» **Your task**:
A line containing "other than success." appears in the material below. Return exactly every line from the first through that one, and only those.

—————

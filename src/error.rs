//! Error types for the key-value server
//!
//! Provides unified error handling using thiserror.

use axum::{
    http::{header, HeaderValue, StatusCode},
    response::{IntoResponse, Response},
};
use r2d2_sqlite::rusqlite;
use thiserror::Error;
use tracing::error;

// == Storage Error Enum ==
/// Failures of the durable store or of the tasks that drive it.
#[derive(Error, Debug)]
pub enum StorageError {
    /// Connection pool could not hand out a connection
    #[error("connection pool error: {0}")]
    Pool(#[from] r2d2::Error),

    /// SQLite rejected a statement
    #[error("sqlite error: {0}")]
    Sqlite(#[from] rusqlite::Error),

    /// Blocking task panicked or the persistence worker is gone
    #[error("storage task failed: {0}")]
    Task(String),
}

// == Api Error Enum ==
/// Terminal outcomes of the request gateway other than success.
#[derive(Error, Debug)]
pub enum ApiError {
    #[error("Key required")]
    KeyRequired,

    #[error("Invalid key format")]
    InvalidKey,

    #[error("Unauthorized")]
    Unauthorized,

    #[error("Request body too large")]
    PayloadTooLarge,

    #[error("Invalid JSON")]
    InvalidJson,

    #[error("Key not found")]
    NotFound,

    #[error("Method not allowed")]
    MethodNotAllowed,

    /// Storage failure; the detail is logged, never sent to the client
    #[error("Internal server error")]
    Storage(#[from] StorageError),
}

impl ApiError {
    pub fn status(&self) -> StatusCode {
        match self {
            ApiError::KeyRequired | ApiError::InvalidKey | ApiError::InvalidJson => {
                StatusCode::BAD_REQUEST
            }
            ApiError::Unauthorized => StatusCode::FORBIDDEN,
            ApiError::PayloadTooLarge => StatusCode::PAYLOAD_TOO_LARGE,
            ApiError::NotFound => StatusCode::NOT_FOUND,
            ApiError::MethodNotAllowed => StatusCode::METHOD_NOT_ALLOWED,
            ApiError::Storage(_) => StatusCode::INTERNAL_SERVER_ERROR,
        }
    }
}

// == IntoResponse Implementation ==
impl IntoResponse for ApiError {
    fn into_response(self) -> Response {
        if let ApiError::Storage(err) = &self {
            error!(error = %err, "storage failure while handling request");
        }

        let mut response = (self.status(), format!("{self}\n")).into_response();
        let headers = response.headers_mut();
        headers.insert(
            header::CONTENT_TYPE,
            HeaderValue::from_static("text/plain; charset=utf-8"),
        );
        headers.insert(
            header::X_CONTENT_TYPE_OPTIONS,
            HeaderValue::from_static("nosniff"),
        );
        response
    }
}

// == Config Error Enum ==
#[derive(Error, Debug)]
pub enum ConfigError {
    #[error("PASSWORD must be set")]
    MissingPassword,
}

// == Result Type Alias ==
/// Convenience Result type for the request gateway.
pub type Result<T> = std::result::Result<T, ApiError>;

—————

» **Final answer**:
filename src/error.rs
//! Error types for the key-value server
//!
//! Provides unified error handling using thiserror.

use axum::{
    http::{header, HeaderValue, StatusCode},
    response::{IntoResponse, Response},
};
use r2d2_sqlite::rusqlite;
use thiserror::Error;
use tracing::error;

// == Storage Error Enum ==
/// Failures of the durable store or of the tasks that drive it.
#[derive(Error, Debug)]
pub enum StorageError {
    /// Connection pool could not hand out a connection
    #[error("connection pool error: {0}")]
    Pool(#[from] r2d2::Error),

    /// SQLite rejected a statement
    #[error("sqlite error: {0}")]
    Sqlite(#[from] rusqlite::Error),

    /// Blocking task panicked or the persistence worker is gone
    #[error("storage task failed: {0}")]
    Task(String),
}

// == Api Error Enum ==
/// Terminal outcomes of the request gateway other than success.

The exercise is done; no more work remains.